Le corps de Dunn frémit et quelque chose, sous ses vêtements, se tortilla.
Loretta se précipita et fit une roulade pour arriver sous le monstre. Elle prit appui sur le sol et, levant le poing, bombarda son entrejambe. On aurait dit une rafale de mitraillette.
Ignorant la douleur corrosive, elle renforça son appui et redoubla de force. Son poing s’enfonça plus profondément.

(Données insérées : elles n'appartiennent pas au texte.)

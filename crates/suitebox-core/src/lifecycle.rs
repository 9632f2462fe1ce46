//! Standalone package lifecycle
//!
//! The forwarding state machine over the injected [`ParcelRepository`]:
//! receive, status updates with set-once timestamps, and the forward
//! operation. Any status is reachable from any other through
//! `update_status`; only `forward` is restricted, to parcels in
//! RECEIVED or PROCESSING.

use std::sync::Arc;

use chrono::{DateTime, Utc};
use uuid::Uuid;

use suitebox_db::{ParcelRepository, ParcelRow};
use suitebox_types::{Dimensions, FreightMethod, ParcelStatus, UserId};

use crate::error::CoreError;

/// Input for receiving a parcel at the warehouse
#[derive(Debug, Clone)]
pub struct ReceiveParcel {
    pub user_id: UserId,
    pub tracking_number: String,
    pub description: String,
    pub weight_kg: f64,
    pub dimensions: Dimensions,
}

/// Input for forwarding a received parcel
#[derive(Debug, Clone)]
pub struct ForwardParcel {
    pub parcel_id: Uuid,
    pub shipping_method: FreightMethod,
    pub destination_address: String,
    pub destination_country: String,
    pub estimated_delivery: DateTime<Utc>,
}

/// Package lifecycle service
pub struct PackageLifecycleService<P: ParcelRepository> {
    parcels: Arc<P>,
}

impl<P: ParcelRepository> PackageLifecycleService<P> {
    /// Create a new lifecycle service over a parcel store
    pub fn new(parcels: Arc<P>) -> Self {
        Self { parcels }
    }

    /// Record a parcel arriving at the warehouse.
    ///
    /// No uniqueness check on the tracking number; duplicate arrivals
    /// become separate records.
    pub async fn receive(&self, input: ReceiveParcel) -> Result<ParcelRow, CoreError> {
        let parcel = ParcelRow {
            id: Uuid::new_v4(),
            user_id: input.user_id.0,
            tracking_number: input.tracking_number,
            description: input.description,
            weight_kg: input.weight_kg,
            length_cm: input.dimensions.length,
            width_cm: input.dimensions.width,
            height_cm: input.dimensions.height,
            status: ParcelStatus::Received.to_string(),
            received_at: Some(Utc::now()),
            forwarded_at: None,
            delivered_at: None,
            shipping_method: None,
            estimated_delivery: None,
        };

        Ok(self.parcels.upsert(parcel).await?)
    }

    /// Fetch a parcel by id
    pub async fn get(&self, parcel_id: Uuid) -> Result<ParcelRow, CoreError> {
        self.parcels.get(parcel_id).await?.ok_or(CoreError::NotFound)
    }

    /// List parcels owned by a user
    pub async fn list_for_user(&self, user_id: UserId) -> Result<Vec<ParcelRow>, CoreError> {
        Ok(self.parcels.list_for_owner(user_id.0).await?)
    }

    /// List every parcel in the store
    pub async fn list(&self) -> Result<Vec<ParcelRow>, CoreError> {
        Ok(self.parcels.list().await?)
    }

    /// Remove a parcel from the store
    pub async fn delete(&self, parcel_id: Uuid) -> Result<(), CoreError> {
        // Get first so a missing id surfaces as NotFound
        self.get(parcel_id).await?;
        Ok(self.parcels.delete(parcel_id).await?)
    }

    /// Overwrite a parcel's status.
    ///
    /// Unrestricted: any status is reachable from any other. The first
    /// transition to IN_TRANSIT stamps `forwarded_at` and the first to
    /// DELIVERED stamps `delivered_at`; repeat calls never overwrite an
    /// already-set timestamp.
    pub async fn update_status(
        &self,
        parcel_id: Uuid,
        status: ParcelStatus,
    ) -> Result<ParcelRow, CoreError> {
        let mut parcel = self.get(parcel_id).await?;

        parcel.status = status.to_string();
        match status {
            ParcelStatus::InTransit if parcel.forwarded_at.is_none() => {
                parcel.forwarded_at = Some(Utc::now());
            }
            ParcelStatus::Delivered if parcel.delivered_at.is_none() => {
                parcel.delivered_at = Some(Utc::now());
            }
            _ => {}
        }

        Ok(self.parcels.upsert(parcel).await?)
    }

    /// Forward a parcel to its destination.
    ///
    /// Only parcels in RECEIVED or PROCESSING may be forwarded. Unlike
    /// `update_status`, forwarding always refreshes `forwarded_at`, even
    /// when a prior status update already set it.
    pub async fn forward(&self, req: ForwardParcel) -> Result<ParcelRow, CoreError> {
        let mut parcel = self.get(req.parcel_id).await?;

        let forwardable = parcel
            .status
            .parse::<ParcelStatus>()
            .map(|s| s.is_forwardable())
            .unwrap_or(false);
        if !forwardable {
            return Err(CoreError::InvalidTransition(parcel.status.clone()));
        }

        parcel.status = ParcelStatus::InTransit.to_string();
        parcel.shipping_method = Some(req.shipping_method.to_string());
        parcel.estimated_delivery = Some(req.estimated_delivery);
        parcel.forwarded_at = Some(Utc::now());

        let parcel = self.parcels.upsert(parcel).await?;

        tracing::info!(
            parcel_id = %req.parcel_id,
            method = %req.shipping_method,
            destination = %req.destination_country,
            "parcel forwarded"
        );

        Ok(parcel)
    }
}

Loretta ressortit alors son avant-bras, entraînant un intestin taché de sang d’un jaune brunâtre et qui contenait un vieux carnet.
Le monstre poussa un cri, cracha du sang et son corps s’illumina, comme s’il fondait.
– « À terre! »
Ayur Harson eut à peine le temps de les avertir, que le monstre se mettait à enfler.
Il y eut une puissante explosion : Klein fut projeté en l’air par l’onde de choc et atterrit lourdement.
En proie à un fort vertige, il lutta pour se relever. Le monstre Bieber n’était plus qu’un répugnant amas de chair en décomposition. Dunn et Loretta, qui se trouvaient à une douzaine de mètres, étaient groggys, comme assommés.
Ayur Harson, Borgia et Leonard Mitchell, également au sol, gémissaient et tentaient de se relever.
Klein se sentait soulagé lorsque soudain, il aperçut un objet familier à deux ou trois mètres de lui. Projeté par le souffle de l’explosion, le coffre noir avait terminé sa course et sa surface fissurée était tournée vers le ciel.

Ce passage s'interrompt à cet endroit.